My entire life was uprooted. I got kicked out of college and I had to start over somewhere new. The next several years were spent kicking my ass into gear to show myself and the friends who abandoned me that they didn’t get the best of me. I pushed and pushed myself. I started looking forward and not backward. I learned to love myself again. Slowly. Very slowly.
I graduated from a new (and better) college with honors two years later. I took a chance and bought a one way ticket to NYC and began living the life I used to only be able to dream about.
10 years later, I am living proof that things get better. Depression and anxiety are challenges I still deal with occasionally, but now I know how to handle it.

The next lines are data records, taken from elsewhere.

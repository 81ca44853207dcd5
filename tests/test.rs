extern crate seqview;

use std::any::Any;
use std::collections::{BTreeMap, VecDeque};
use std::rc::Rc;

use seqview::adaptor::{
    cast_static, chunk, concat_all, drop_while, enumerate, filter, interleave,
    interleave_extend, join_with, remove, replace, reverse, set_difference,
    set_intersection, set_symmetric_difference, set_union,
    set_union_unsorted, split, take, take_while, to, transform, zip_all,
};
use seqview::source::{generate, iota, iota_step, seq};
use seqview::{all, Error, Pipe, RandomAccessView, SizedView, View};

fn sorted_a() -> Vec<i32> {
    (0..10).collect()
}

fn sorted_b() -> Vec<i32> {
    (5..15).collect()
}

fn unsorted_a() -> Vec<i32> {
    vec![0, 1, 2, 3, 4, 5, 5, 6, 7, 8, 9]
}

fn unsorted_b() -> Vec<i32> {
    vec![5, 5, 6, 7, 8, 9, 10, 11, 12, 13, 14]
}

fn owned(v: Vec<&i32>) -> Vec<i32> {
    v.into_iter().cloned().collect()
}

#[test]
fn sorted_set_algorithms() {
    let (a, b) = (sorted_a(), sorted_b());
    assert_eq!(
        owned((all(&a) | set_union(&b)).to_vec()),
        (0..15).collect::<Vec<_>>(),
    );
    assert_eq!(
        owned((all(&a) | set_intersection(&b)).to_vec()),
        vec![5, 6, 7, 8, 9],
    );
    assert_eq!(
        owned((all(&a) | set_difference(&b)).to_vec()),
        vec![0, 1, 2, 3, 4],
    );
    assert_eq!(
        owned((all(&a) | set_symmetric_difference(&b)).to_vec()),
        vec![0, 1, 2, 3, 4, 10, 11, 12, 13, 14],
    );
}

#[test]
fn unsorted_union_regression() {
    let (a, b) = (unsorted_a(), unsorted_b());
    let got = owned((all(&a) | set_union_unsorted(&b)).to_vec());
    assert_eq!(
        got,
        vec![0, 1, 2, 3, 4, 5, 5, 6, 7, 8, 9, 10, 11, 12, 13, 14],
    );
}

#[test]
fn unsorted_set_algorithms() {
    let (a, b) = (unsorted_a(), unsorted_b());
    assert_eq!(
        owned(all(&a).set_intersection_unsorted(&b).to_vec()),
        vec![5, 5, 6, 7, 8, 9],
    );
    assert_eq!(
        owned(all(&a).set_difference_unsorted(&b).to_vec()),
        vec![0, 1, 2, 3, 4],
    );
    assert_eq!(
        owned(all(&a).set_symmetric_difference_unsorted(&b).to_vec()),
        vec![0, 1, 2, 3, 4, 10, 11, 12, 13, 14],
    );
}

#[test]
fn interleave_equal_lengths() {
    let a: Vec<i32> = (0..10).collect();
    let b: Vec<i32> = (0..10).rev().collect();
    let got = owned((all(&a) | interleave(&b)).to_vec());
    assert_eq!(got.len(), 20);
    assert_eq!(
        got,
        vec![
            0, 9, 1, 8, 2, 7, 3, 6, 4, 5, 5, 4, 6, 3, 7, 2, 8, 1, 9, 0,
        ],
    );
}

#[test]
fn interleave_unequal_lengths() {
    let short: Vec<i32> = (0..5).collect();
    let long: Vec<i32> = (10..20).collect();

    let got = owned(all(&short).interleave(&long).to_vec());
    assert_eq!(got, vec![0, 10, 1, 11, 2, 12, 3, 13, 4, 14]);
    let got = owned(all(&long).interleave(&short).to_vec());
    assert_eq!(got, vec![10, 0, 11, 1, 12, 2, 13, 3, 14, 4]);

    let got = owned((all(&short) | interleave_extend(&long)).to_vec());
    assert_eq!(
        got,
        vec![0, 10, 1, 11, 2, 12, 3, 13, 4, 14, 15, 16, 17, 18, 19],
    );
    let got = owned((all(&long) | interleave_extend(&short)).to_vec());
    assert_eq!(
        got,
        vec![10, 0, 11, 1, 12, 2, 13, 3, 14, 4, 15, 16, 17, 18, 19],
    );
}

#[test]
fn cycle_take_wraps() {
    let v = vec![1, 2, 3];
    let got = owned(all(&v).cycle().take(8).to_vec());
    assert_eq!(got, vec![1, 2, 3, 1, 2, 3, 1, 2]);
}

#[test]
fn cast_round_trip() {
    let v: Vec<i32> = (0..10).collect();
    let got = (all(&v) | cast_static::<f64>() | cast_static::<i32>()).to_vec();
    assert_eq!(got, v);
    let halves = iota(1u8, 4).cast_static::<f32>().transform(|x| x / 2.0);
    assert_eq!(halves.to_vec(), vec![0.5, 1.0, 1.5]);
}

#[test]
fn dynamic_and_smart_casts() {
    let values: Vec<Box<dyn Any>> =
        vec![Box::new(1i32), Box::new("two"), Box::new(3i32)];
    let ints: Vec<&i32> = all(&values).cast_dynamic::<i32>().to_vec();
    assert_eq!(ints, vec![&1, &3]);
    let tried = all(&values).try_cast_dynamic::<&str>().to_vec();
    assert_eq!(tried, vec![None, Some(&"two"), None]);

    let shared: Vec<Rc<dyn Any>> = vec![Rc::new(1.5f64), Rc::new(2u8)];
    let floats = all(&shared).cast_smart::<f64>().to_vec();
    assert_eq!(floats.len(), 1);
    assert_eq!(*floats[0], 1.5);
}

#[test]
fn text_pipeline() {
    let csv = "name,,age\nada,36,\n";
    let lines: Vec<String> = all(csv)
        .split('\n')
        .filter(|line| !line.as_str().is_empty())
        .transform(|line| {
            line.split(',').filter(|f| !f.as_str().is_empty()).join_with('|')
                .to::<String>()
        })
        .to();
    assert_eq!(lines, vec!["name|age", "ada|36"]);
}

#[test]
fn partial_pipeline_is_reusable() {
    let words = split(' ') | filter(|w: &seqview::source::Text| {
        !w.as_str().is_empty()
    });
    let count = |s: &str| s.pipe(words.clone()).count();
    assert_eq!(count("a  b c"), 3);
    assert_eq!(count(""), 0);
}

#[test]
fn slices_stay_slices() {
    let v: Vec<i32> = (0..10).collect();
    let middle = all(&v).drop(2).take(5);
    assert_eq!(middle.as_slice(), &[2, 3, 4, 5, 6]);
    let chunks = (all(&v) | chunk(4)).to_vec();
    assert_eq!(chunks.len(), 3);
    assert_eq!(chunks[2].as_slice(), &[8, 9]);
    let s = all("hello, world").take(5);
    assert_eq!(s.as_str(), "hello");
}

#[test]
fn random_access_through_adaptors() {
    let v: Vec<i32> = (0..10).collect();
    let view = all(&v)
        .transform(|x| x * 3)
        .reverse()
        .drop(1)
        .take(4);
    assert_eq!(view.size(), 4);
    assert_eq!(view.at(0), 24);
    assert_eq!(view.try_at(4), Err(Error::OutOfBounds { index: 4, len: 4 }));
    assert_eq!(view.to_vec(), vec![24, 21, 18, 15]);
}

#[test]
fn enumerate_and_zip() {
    let names = vec!["a", "b", "c"];
    let got = (all(&names) | enumerate()).to_vec();
    assert_eq!(got, vec![(0, &"a"), (1, &"b"), (2, &"c")]);

    let got = zip_all((iota(0, 100), &names, "xyz")).to_vec();
    assert_eq!(got, vec![(0, &"a", 'x'), (1, &"b", 'y'), (2, &"c", 'z')]);
}

#[test]
fn concat_and_replace() {
    let a = vec![1, 0, 2];
    let b = vec![0, 3];
    let got = (concat_all((&a, &b)) | replace(0, &9) | remove(9)).to_vec();
    assert_eq!(owned(got), vec![1, 2, 3]);
}

#[test]
fn while_adaptors() {
    let v = vec![1, 2, 3, 10, 4, 5];
    let small = |x: &&i32| **x < 5;
    assert_eq!(owned((all(&v) | take_while(small)).to_vec()), vec![1, 2, 3]);
    assert_eq!(owned((all(&v) | drop_while(small)).to_vec()), vec![10, 4, 5]);
}

#[test]
fn generator_is_single_pass() {
    let evens = generate(0u32, |n| {
        let out = *n;
        *n += 2;
        Some(out)
    });
    let got = evens.take(4).to_vec();
    assert_eq!(got, vec![0, 2, 4, 6]);
}

#[test]
fn iota_steps() {
    assert_eq!(iota_step(0, 10, 3).to_vec(), vec![0, 3, 6, 9]);
    assert_eq!(iota_step(10, 0, -4).to_vec(), vec![10, 6, 2]);
    assert_eq!((iota(0, 5) | reverse() | take(2)).to_vec(), vec![4, 3]);
    assert_eq!((0..4).pipe(transform(|x: i32| x * x)).to_vec(), vec![0, 1, 4, 9]);
}

#[test]
fn collections_convert() {
    let dq: VecDeque<i32> = (1..4).collect();
    assert_eq!(owned(all(&dq).reverse().to_vec()), vec![3, 2, 1]);

    let mut map = BTreeMap::new();
    map.insert("b", 2);
    map.insert("a", 1);
    let keys: Vec<&&str> = all(&map).transform(|(k, _)| k).to_vec();
    assert_eq!(keys, vec![&"a", &"b"]);

    let got: Vec<u8> = seq(vec![3u8, 1, 2]) | transform(|x: u8| x + 1) | to();
    assert_eq!(got, vec![4, 2, 3]);
}

#[test]
fn fixed_size_arrays() {
    let v = vec![1, 2, 3];
    let arr: [i32; 3] = all(&v).transform(|x| *x).to_array().unwrap();
    assert_eq!(arr, [1, 2, 3]);
    assert_eq!(
        all(&v).to_array::<4>().unwrap_err(),
        Error::LengthMismatch { expected: 4, got: 3 },
    );
}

Right now I’m sitting in the house I just bought all by myself. I’m reminiscing about the years I spent living and working in Manhattan, where I had an incredible job and amazing friends. Most days, my life felt like a happy movie. I recently decided to re-locate, slow things down and enjoy the present. Now I’m in the process of renovating my house from the inside out. I volunteer with an organization that raises funds for underprivileged women and children. I carve out time for my hobbies, friends, and loved ones. I’ve truly become a better person. I can now enjoy a glass or two of wine without overdoing it just to cope. I can take a deep breath, a small sip, and appreciate how far I’ve come.
I still have a long way to go. I’m still a work in progress. I haven’t found love yet but I look forward to the day I do. In the meantime, you can catch me cultivating my new herb garden and reading a good book or two.
If you’re going through what I went through 10 years ago, my best advice is to hang on, know it does get better (and no this isn’t something that people just say. It’s true). You’re not alone. You’re loved. And you’re stronger than you think.
Take a deep breath, be thankful that you are able to do so, and repeat until you truly believe better days are around the corner.